Nella zona settentrionale sorge la foresta pluviale, al confine col Brasile. Qui le piogge sono molto frequenti. Parliamo di un’area vasta oltre 700.000 km², completamente coperta da foreste tropicali pluviali, umide, monsoniche e secche. Nella regione del Chaco, inoltre, sorge  la foresta tropicale secca più estesa al mondo e qui il clima è semi-arido, con piogge solo nei mesi tra dicembre e marzo, con una media delle precipitazioni tra i 500 e i 900 mm annui. Le temperature si presentano molto calde durante il giorno tra i 30 e i 40°C, mentre durante la notte possono arrivare anche sottozero con grosse escursioni termiche tipiche delle zone continentali.

Infatti, la fascia tropicale della Bolivia si può dividere in due aree macro-climatiche. A nord del 18° parallelo, il clima è amazzonico, con temperature variabili tra i +22 e i +26°C di media e precipitazioni tra i 1.000 e 3.000mm annui. A sud del 18° parallelo, invece, il clima è più fresco e secco, con temperature medie tra i +20 e +22°C e con precipitazioni tra i 500 e 1.000mm annui.

Il settore più piovoso è quello della fascia preandina, tra i 200 e i 700 metri di altitudine nei i dipartimenti di Santa Cruz, Cochabamba, Beni e La Paz. Le precipitazione vanno da 2.500 a 5.000mm annui, con picchi di oltre 6.000mm nelle zone più piovose. Si tratta di una delle aree con le precipitazioni più abbondanti di tutto il bacino amazzonico.

Oltre alle foreste, in Bolivia ci sono poi circa 250.000 km² di savane alluvionali, pantani e savane secche, oltre agli aridi altipiani andini, sovrastati dai ghiacciai delle vette alte oltre i 6000 metri. La neve cade spesso oltre i 4.000 metri di quota.

Le Ande sorgono nel settore occidentale del Paese, e si dividono nella Cordillera Occidental e nella  Cordillera Oriental.

Tante vette superano i semila metri di quota: le più elevate sono il Sajama (6.542 metri sul livello del mare), l’Illampu (6.421 metri) e l’Illimani (6.402 metri).

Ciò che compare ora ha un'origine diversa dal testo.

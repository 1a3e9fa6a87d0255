/// Fullscreen toggling through whichever entry point the browser exposes
use glbview_core::fullscreen::{self, FullscreenAction, ELEMENT_PROPERTIES};
use js_sys::{Function, Promise, Reflect};
use log::debug;
use wasm_bindgen::{JsCast, JsValue};
use wasm_bindgen_futures::JsFuture;
use web_sys::Document;

fn property(target: &JsValue, name: &str) -> Option<JsValue> {
    Reflect::get(target, &JsValue::from_str(name))
        .ok()
        .filter(|v| !v.is_undefined() && !v.is_null())
}

fn is_fullscreen(document: &Document) -> bool {
    ELEMENT_PROPERTIES
        .iter()
        .any(|name| property(document, name).is_some())
}

/// Enter fullscreen on the root element, or leave it. Silently does nothing
/// when no entry point exists.
pub fn toggle(document: &Document) {
    let action = fullscreen::plan(is_fullscreen(document));
    let target: JsValue = match action {
        FullscreenAction::Enter => match document.document_element() {
            Some(root) => root.into(),
            None => return,
        },
        FullscreenAction::Exit => document.clone().into(),
    };

    let Some(name) = fullscreen::resolve(action.entry_points(), |name| {
        property(&target, name).map_or(false, |v| v.is_function())
    }) else {
        debug!("No fullscreen entry point for {:?}", action);
        return;
    };

    let Some(method) = property(&target, name).and_then(|v| v.dyn_into::<Function>().ok()) else {
        return;
    };

    match method.call0(&target) {
        Ok(result) => {
            // Standard entry points return a promise that rejects outside user gestures
            if let Ok(promise) = result.dyn_into::<Promise>() {
                wasm_bindgen_futures::spawn_local(async move {
                    if let Err(e) = JsFuture::from(promise).await {
                        debug!("Fullscreen request rejected: {:?}", e);
                    }
                });
            }
        }
        Err(e) => debug!("{} failed: {:?}", name, e),
    }
}
#[cfg(test)]
mod tests {
    use super::*;
    use nalgebra::Vector3;

    #[derive(Default)]
    struct RecordingBackend {
        sizes: Vec<(u32, u32)>,
        renders: usize,
        renders_with_model: usize,
    }

    impl RenderBackend for RecordingBackend {
        fn set_size(&mut self, width: u32, height: u32) {
            self.sizes.push((width, height));
        }

        fn render(&mut self, _surface: &Surface, scene: &Scene, _camera: &Camera) {
            self.renders += 1;
            if scene.root.is_some() {
                self.renders_with_model += 1;
            }
        }
    }

    struct FakeHost {
        available: bool,
        backends_created: usize,
        diagnostics: Vec<(String, String)>,
    }

    impl Host for FakeHost {
        type Backend = RecordingBackend;

        fn render_backend_available(&self) -> bool {
            self.available
        }

        fn show_diagnostic(&mut self, container_id: &str, message: &str) {
            self.diagnostics.push((container_id.to_string(), message.to_string()));
        }

        fn viewport(&self) -> (u32, u32) {
            (800, 600)
        }

        fn create_backend(&mut self, _surface: &Surface) -> ViewerResult<RecordingBackend> {
            self.backends_created += 1;
            Ok(RecordingBackend::default())
        }
    }

    fn viewer() -> Viewer<RecordingBackend> {
        Viewer::new(ViewerConfig::default(), RecordingBackend::default(), 800, 600)
    }

    /// Run frames every 16ms from `from` until `until` inclusive
    fn run_frames(viewer: &mut Viewer<RecordingBackend>, from: f64, until: f64) {
        let mut t = from;
        while t <= until {
            viewer.frame(t);
            t += 16.0;
        }
        viewer.frame(until);
    }

    fn distance(viewer: &Viewer<RecordingBackend>) -> f32 {
        (viewer.camera().position - viewer.rig().target).norm()
    }

    #[test]
    fn test_boot_without_backend_shows_diagnostic_only() {
        let mut host = FakeHost {
            available: false,
            backends_created: 0,
            diagnostics: Vec::new(),
        };
        let session = boot(&mut host, ViewerConfig::default()).unwrap();
        assert!(session.is_none());
        assert_eq!(host.backends_created, 0);
        assert_eq!(
            host.diagnostics,
            vec![("container".to_string(), DIAGNOSTIC_MESSAGE.to_string())]
        );
    }

    #[test]
    fn test_boot_initializes_session() {
        let mut host = FakeHost {
            available: true,
            backends_created: 0,
            diagnostics: Vec::new(),
        };
        let viewer = boot(&mut host, ViewerConfig::default()).unwrap().unwrap();
        assert_eq!(host.backends_created, 1);
        assert!(host.diagnostics.is_empty());
        assert_eq!(viewer.backend().sizes, vec![(800, 600)]);
        assert!((viewer.camera().aspect - 800.0 / 600.0).abs() < 1e-6);
        assert!(viewer.surface().shadow_map_enabled);
        assert!(viewer.scene().root.is_none());
    }

    #[test]
    fn test_wheel_factor_sign() {
        assert_eq!(wheel_zoom_factor(120.0, 0.1), Some(1.1));
        assert_eq!(wheel_zoom_factor(-3.0, 0.1), Some(0.9));
        assert_eq!(wheel_zoom_factor(0.0, 0.1), None);
        assert_eq!(wheel_zoom_factor(f64::NAN, 0.1), None);
    }

    #[test]
    fn test_dolly_preserves_direction() {
        let position = Point3::new(1.0, 2.0, 3.0);
        let target = Point3::new(0.5, -1.0, 0.0);
        for factor in [0.9f32, 1.1] {
            let moved = dolly_position(&position, &target, factor).unwrap();
            let before = position - target;
            let after = moved - target;
            assert!((after.norm() - before.norm() * factor).abs() < 1e-5);
            assert!((after.normalize() - before.normalize()).norm() < 1e-5);
        }
        assert!(dolly_position(&target, &target, 1.1).is_none());
    }

    #[test]
    fn test_wheel_and_button_zoom_targets() {
        let mut viewer = viewer();
        viewer.rig.target = Point3::new(0.0, 1.0, 0.0);
        viewer.camera.position = Point3::new(3.0, 1.0, 4.0);

        assert!(viewer.on_wheel(100.0, 0.0));
        let target = viewer.camera_transition_target().unwrap();
        assert!(((target - viewer.rig.target).norm() - 5.5).abs() < 1e-5);

        assert!(viewer.on_wheel(-100.0, 0.0));
        let target = viewer.camera_transition_target().unwrap();
        assert!(((target - viewer.rig.target).norm() - 4.5).abs() < 1e-5);

        assert!(viewer.zoom_in(0.0));
        let target = viewer.camera_transition_target().unwrap();
        let direction = (target - viewer.rig.target).normalize();
        assert!((direction - Vector3::new(0.6, 0.0, 0.8)).norm() < 1e-5);
    }

    #[test]
    fn test_wheel_ignored_when_zoom_disabled() {
        let mut viewer = viewer();
        viewer.rig.enable_zoom = false;
        assert!(!viewer.on_wheel(100.0, 0.0));
        assert!(viewer.camera_transition_target().is_none());
        // Buttons are not gated by the rig flag
        assert!(viewer.zoom_out(0.0));
    }

    #[test]
    fn test_wheel_zoom_finishes_within_duration() {
        let mut viewer = viewer();
        viewer.on_wheel(1.0, 0.0);
        run_frames(&mut viewer, 0.0, 350.0);
        assert!((distance(&viewer) - 5.5).abs() < 1e-4);
        assert!(viewer.camera_transition_target().is_none());
    }

    #[test]
    fn test_newer_transition_replaces_older() {
        let mut viewer = viewer();
        viewer.zoom_out(0.0);
        run_frames(&mut viewer, 0.0, 100.0);
        viewer.zoom_in(100.0);
        run_frames(&mut viewer, 100.0, 700.0);

        // Zoom in started from wherever the zoom out had reached
        let d = distance(&viewer);
        assert!(d < 5.5 * 0.9 + 1e-4);
        assert!(d > 5.0 * 0.9 - 1e-4);
    }

    #[test]
    fn test_reset_from_anywhere() {
        let mut viewer = viewer();
        viewer.camera.position = Point3::new(-7.0, 3.0, 2.0);
        viewer.rig.update(&mut viewer.camera);
        viewer.reset_camera(0.0);

        run_frames(&mut viewer, 0.0, 500.0);
        assert!(viewer.camera_transition_target().is_some());
        run_frames(&mut viewer, 500.0, 1000.0);
        assert!((viewer.camera().position - Point3::new(0.0, 0.0, 5.0)).norm() < 1e-4);
    }

    #[test]
    fn test_reset_keeps_target() {
        let mut viewer = viewer();
        viewer.rig.target = Point3::new(1.0, 0.0, 0.0);
        viewer.reset_camera(0.0);
        run_frames(&mut viewer, 0.0, 1000.0);
        assert_eq!(viewer.rig().target, Point3::new(1.0, 0.0, 0.0));
        assert_eq!(viewer.camera().target, Point3::new(1.0, 0.0, 0.0));
    }

    #[test]
    fn test_zoom_out_then_reset_scenario() {
        let mut viewer = viewer();
        assert_eq!(viewer.camera().position, Point3::new(0.0, 0.0, 5.0));

        viewer.zoom_out(0.0);
        run_frames(&mut viewer, 0.0, 500.0);
        assert!((distance(&viewer) - 5.5).abs() < 1e-4);
        let direction = (viewer.camera().position - viewer.rig().target).normalize();
        assert!((direction - Vector3::z()).norm() < 1e-4);

        viewer.reset_camera(600.0);
        run_frames(&mut viewer, 600.0, 1600.0);
        assert!((viewer.camera().position - Point3::new(0.0, 0.0, 5.0)).norm() < 1e-4);
    }

    #[test]
    fn test_auto_rotate_settings_idempotent() {
        let mut viewer = viewer();
        viewer.set_auto_rotate(true);
        viewer.set_auto_rotate(true);
        assert!(viewer.auto_rotate());
        assert!(viewer.rig().auto_rotate);

        assert!(viewer.set_auto_rotate_speed(5.0));
        assert!(viewer.set_auto_rotate_speed(5.0));
        assert_eq!(viewer.rig().auto_rotate_speed, 5.0);

        assert!(!viewer.toggle_auto_rotate());
        assert!(!viewer.rig().auto_rotate);
        assert!(viewer.toggle_auto_rotate());
    }

    #[test]
    fn test_speed_slider_input() {
        let mut viewer = viewer();
        assert!(viewer.set_auto_rotate_speed_input(" 3.5 "));
        assert_eq!(viewer.rig().auto_rotate_speed, 3.5);
        assert!(viewer.set_auto_rotate_speed_input("-20"));
        assert_eq!(viewer.rig().auto_rotate_speed, -20.0);

        for bad in ["", "fast", "NaN", "inf"] {
            assert!(!viewer.set_auto_rotate_speed_input(bad));
        }
        assert_eq!(viewer.rig().auto_rotate_speed, -20.0);
    }

    #[test]
    fn test_resize_idempotent() {
        let mut viewer = viewer();
        viewer.on_resize(1024, 512);
        let aspect = viewer.camera().aspect;
        let projection = *viewer.camera().projection_matrix();
        viewer.on_resize(1024, 512);

        assert_eq!(viewer.camera().aspect, aspect);
        assert_eq!(*viewer.camera().projection_matrix(), projection);
        assert_eq!((viewer.surface().width, viewer.surface().height), (1024, 512));
        assert_eq!(viewer.backend().sizes.last(), Some(&(1024, 512)));
        assert!((aspect - 2.0).abs() < 1e-6);
    }

    #[test]
    fn test_initial_camera_is_exact() {
        let viewer = viewer();
        assert_eq!(viewer.camera().position, Point3::new(0.0, 0.0, 5.0));
        assert_eq!(viewer.camera().target, Point3::origin());
    }

    #[test]
    fn test_zero_width_resize() {
        let mut viewer = Viewer::new(ViewerConfig::default(), RecordingBackend::default(), 0, 600);
        viewer.frame(0.0);
        assert!(viewer.camera().aspect > 0.0);

        viewer.on_resize(0, 0);
        viewer.frame(16.0);
        assert_eq!(viewer.camera().aspect, 1.0);
        assert!(viewer.camera().projection_matrix().iter().all(|v| v.is_finite()));
        assert_eq!(viewer.backend().renders, 2);

        viewer.on_resize(800, 400);
        viewer.frame(32.0);
        assert!((viewer.camera().aspect - 2.0).abs() < 1e-6);
    }

    #[test]
    fn test_frames_continue_after_failed_load() {
        let mut viewer = viewer();
        viewer.on_asset_loaded(Err(ViewerError::Fetch("HTTP 404".to_string())));
        for i in 0..100 {
            viewer.frame(i as f64 * 16.0);
            assert!(viewer.scene().root.is_none());
        }
        assert_eq!(viewer.frames(), 100);
        assert_eq!(viewer.backend().renders, 100);
        assert_eq!(viewer.backend().renders_with_model, 0);
    }

    #[test]
    fn test_model_attached_once() {
        let mut viewer = viewer();
        viewer.frame(0.0);
        viewer.on_asset_loaded(Ok(Model::default()));
        viewer.on_asset_loaded(Ok(Model {
            meshes: vec![crate::geometry::Mesh::new(), crate::geometry::Mesh::new()],
        }));
        viewer.frame(16.0);

        let root = viewer.scene().root.as_ref().unwrap();
        assert!(root.model.meshes.is_empty());
        assert_eq!(root.scale, Vector3::new(1.45, 1.45, 1.45));
        assert_eq!(viewer.backend().renders_with_model, 1);
    }

    #[test]
    fn test_pointer_rotation_through_viewer() {
        let mut viewer = viewer();
        viewer.pointer_down(DragMode::Rotate, 100.0, 100.0);
        viewer.pointer_move(160.0, 100.0);
        viewer.pointer_up();
        run_frames(&mut viewer, 0.0, 1000.0);

        assert!(viewer.camera().position.x.abs() > 1.0);
        assert!((distance(&viewer) - 5.0).abs() < 1e-3);
    }
}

Nell’altopiano andino, che sorge tra i 3100 metri e i 4500 metri d’altitudine, le precipitazioni non superano i 600mm annui, che solitamente cadono concentrati tra novembre e marzo mentre i mesi invernali tra aprile e ottobre sono secchi, soleggiati e freddi con aria pulita, tersa e visibilità ottima. La temperatura media annua è inferiore ai 10°C, con massime che oscillano tra i +15 e i +22°C nelle re diurne, e minime che spesso e volentieri vanno sottozero nelle ore notturne. Piove quindi poco e fa freddo. Per esempio, la temperatura media annuale a La Paz è di circa 8°C.

In questa zona della Bolivia, i turisti possono arrivare in ogni periodo dell’anno, anche se non c’è dubbio sul fatto che il periodo migliore per visitarla è quello tra i mesi di aprile e ottobre, quando con grande probabilità il cielo sarà sereno.

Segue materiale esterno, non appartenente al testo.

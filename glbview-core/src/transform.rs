/// Model transforms: Euler rotation and scale
use nalgebra::{Matrix4, Rotation3, Vector3};

/// Rotation around the three axes in radians, applied in X, Y, Z order
#[derive(Debug, Clone, Copy, PartialEq)]
pub struct EulerRotation {
    pub x: f32,
    pub y: f32,
    pub z: f32,
}

impl EulerRotation {
    pub fn new(x: f32, y: f32, z: f32) -> Self {
        Self { x, y, z }
    }

    pub fn zero() -> Self {
        Self::new(0.0, 0.0, 0.0)
    }

    pub fn matrix(&self) -> Matrix4<f32> {
        let rx = Rotation3::from_axis_angle(&Vector3::x_axis(), self.x);
        let ry = Rotation3::from_axis_angle(&Vector3::y_axis(), self.y);
        let rz = Rotation3::from_axis_angle(&Vector3::z_axis(), self.z);
        (rx * ry * rz).to_homogeneous()
    }
}

impl Default for EulerRotation {
    fn default() -> Self {
        Self::zero()
    }
}

impl From<Vector3<f32>> for EulerRotation {
    fn from(v: Vector3<f32>) -> Self {
        Self::new(v.x, v.y, v.z)
    }
}

/// Scale then rotate, matching how a scene node composes its local matrix
pub fn model_matrix(scale: &Vector3<f32>, rotation: &EulerRotation) -> Matrix4<f32> {
    rotation.matrix() * Matrix4::new_nonuniform_scaling(scale)
}

#[cfg(test)]
mod tests {
    use super::*;
    use nalgebra::Point3;

    #[test]
    fn test_identity_rotation() {
        let matrix = EulerRotation::zero().matrix();
        assert!((matrix - Matrix4::identity()).norm() < 1e-6);
    }

    #[test]
    fn test_model_matrix_scales_before_rotating() {
        let rotation = EulerRotation::new(std::f32::consts::FRAC_PI_2, 0.0, 0.0);
        let matrix = model_matrix(&Vector3::new(2.0, 2.0, 2.0), &rotation);
        let p = matrix.transform_point(&Point3::new(0.0, 1.0, 0.0));
        // +Y scaled to 2 then rotated a quarter turn about X lands on +Z
        assert!(p.x.abs() < 1e-5);
        assert!(p.y.abs() < 1e-5);
        assert!((p.z - 2.0).abs() < 1e-5);
    }
}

Con questa tormentatissima orografia del territorio, dovuta anche a un’estensione lungo i paralleli, da ovest verso est, la Bolivia possiede una delle maggiori diversità climatiche del mondo: ciò permette una grandissima varietà di specie coltivabili, tipiche sia di climi continentali e temperati che di climi mediterranei o anche di climi tropicali.